ACTIVITY: Extract all lines in the data that contain the word "Parser".
:::::
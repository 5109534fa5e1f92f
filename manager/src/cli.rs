// File: manager/src/cli.rs
use anyhow::Result;
use chrono::{DateTime, Utc};
use clap::{Parser, Subcommand};
use serde::Serialize;
use std::path::PathBuf;
use std::sync::Arc;
use tracing::info;
use zsnap_agent::ZfsCli;

use crate::config::{Config, ConfigManager};
use crate::constants::config::{CONFIG_DIR_ENV, DEFAULT_CONFIG_DIR};
use crate::inventory::Snapshot;
use crate::replication::{ReplicationEngine, ReplicationReport};
use crate::snapshot::{CleanupReport, SnapshotManager, SnapshotReport};

#[derive(Parser, Debug)]
#[command(name = "zsnap")]
#[command(about = "ZFS snapshot rotation and local replication", long_about = None)]
pub struct Cli {
    /// Log mutating zfs commands instead of running them
    #[arg(short = 'n', long, global = true)]
    pub dry_run: bool,

    /// Configuration directory
    #[arg(short, long, global = true, env = CONFIG_DIR_ENV, default_value = DEFAULT_CONFIG_DIR)]
    pub config: PathBuf,

    /// Print the command report as JSON on stdout
    #[arg(long, global = true)]
    pub json: bool,

    #[command(subcommand)]
    pub command: Command,
}

#[derive(Subcommand, Debug, Clone, PartialEq, Eq)]
pub enum Command {
    /// Snapshot every mounted filesystem (all pools when none given)
    #[command(name = "snapshot")]
    Snapshot { filesystems: Vec<String> },

    /// Destroy automatic snapshots of a pool older than the retention window
    #[command(name = "snapshot_cleanup")]
    SnapshotCleanup {
        pool: String,
        retention_hours: Option<u32>,
    },

    /// Full transfer into a destination that does not exist yet
    #[command(name = "init_repl")]
    InitRepl { source: String, destination: String },

    /// Incremental transfer from the latest common marker
    #[command(name = "repl")]
    Repl { source: String, destination: String },

    /// Every snapshot under a pool with its kind and timestamp
    #[command(name = "list_snapshots")]
    ListSnapshots { pool: String },
}

/// Loads the configuration and applies command line overrides.
pub async fn load_config(cli: &Cli) -> Result<Arc<Config>> {
    let manager = ConfigManager::new(&cli.config).await?;
    let mut config = (*manager.get_current_config()).clone();
    if cli.dry_run {
        config.dry_run = true;
    }
    Ok(Arc::new(config))
}

/// Runs one command against the host's zfs. Returns whether it succeeded.
pub async fn run(cli: Cli, now: DateTime<Utc>) -> Result<bool> {
    let config = load_config(&cli).await?;
    let storage = Arc::new(ZfsCli::new(config.zfs_binary.clone(), config.dry_run));

    if config.dry_run {
        info!("Dry run: mutating zfs commands are only logged");
    }

    match cli.command {
        Command::Snapshot { filesystems } => {
            let report = SnapshotManager::new(config, storage)
                .snapshot_all(&filesystems, now)
                .await?;
            print_report(cli.json, &report, render_snapshot_report)?;
            Ok(report.is_success())
        }
        Command::SnapshotCleanup {
            pool,
            retention_hours,
        } => {
            let hours = config.retention_for(&pool, retention_hours)?;
            let report = SnapshotManager::new(config, storage)
                .cleanup_pool(&pool, hours, now)
                .await?;
            print_report(cli.json, &report, render_cleanup_report)?;
            Ok(report.is_success())
        }
        Command::InitRepl {
            source,
            destination,
        } => {
            let report = ReplicationEngine::new(config, storage)
                .init_replicate(&source, &destination, now)
                .await?;
            print_report(cli.json, &report, render_replication_report)?;
            Ok(true)
        }
        Command::Repl {
            source,
            destination,
        } => {
            let report = ReplicationEngine::new(config, storage)
                .incremental_replicate(&source, &destination, now)
                .await?;
            print_report(cli.json, &report, render_replication_report)?;
            Ok(true)
        }
        Command::ListSnapshots { pool } => {
            let snapshots = SnapshotManager::new(config, storage)
                .list_snapshots(&pool)
                .await?;
            print_report(cli.json, &snapshots, |s| render_snapshot_list(s))?;
            Ok(true)
        }
    }
}

fn print_report<T: Serialize + ?Sized>(
    json: bool,
    report: &T,
    render: impl Fn(&T) -> String,
) -> Result<()> {
    if json {
        println!("{}", serde_json::to_string_pretty(report)?);
    } else {
        print!("{}", render(report));
    }
    Ok(())
}

pub fn render_snapshot_report(report: &SnapshotReport) -> String {
    let mut out = String::new();
    for name in &report.created {
        out.push_str(&format!("created {}\n", name));
    }
    for name in &report.skipped {
        out.push_str(&format!("skipped {}\n", name));
    }
    for failure in &report.failures {
        out.push_str(&format!("failed  {}: {}\n", failure.target, failure.reason));
    }
    out
}

pub fn render_cleanup_report(report: &CleanupReport) -> String {
    let mut out = String::new();
    for name in &report.destroyed {
        out.push_str(&format!("destroyed {}\n", name));
    }
    for failure in &report.busy {
        out.push_str(&format!("busy      {}: {}\n", failure.target, failure.reason));
    }
    for failure in &report.failures {
        out.push_str(&format!("failed    {}: {}\n", failure.target, failure.reason));
    }
    out.push_str(&format!(
        "{}: {} destroyed, {} retained, {} ignored (retention {}h)\n",
        report.pool,
        report.destroyed.len(),
        report.retained,
        report.ignored,
        report.retention_hours
    ));
    out
}

pub fn render_replication_report(report: &ReplicationReport) -> String {
    let mut out = match &report.basis {
        Some(basis) => format!(
            "{} -> {}: {} .. {}\n",
            report.source, report.destination, basis, report.marker
        ),
        None => format!(
            "{} -> {}: full stream at {}\n",
            report.source, report.destination, report.marker
        ),
    };
    for name in &report.pruned {
        out.push_str(&format!("pruned {}\n", name));
    }
    for failure in &report.prune_failures {
        out.push_str(&format!("could not prune {}: {}\n", failure.target, failure.reason));
    }
    out
}

pub fn render_snapshot_list(snapshots: &[Snapshot]) -> String {
    let mut out = String::new();
    for snapshot in snapshots {
        let kind = if snapshot.is_automatic() {
            "auto"
        } else if snapshot.is_marker() {
            "marker"
        } else {
            "external"
        };
        let taken_at = snapshot
            .kind
            .taken_at()
            .map(|t| t.to_rfc3339())
            .unwrap_or_else(|| "-".to_string());
        out.push_str(&format!("{}\t{}\t{}\n", snapshot.full_name(), kind, taken_at));
    }
    out
}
:::::
RESPONSE TO THE EXERCISE:
use clap::{Parser, Subcommand};
#[derive(Parser, Debug)]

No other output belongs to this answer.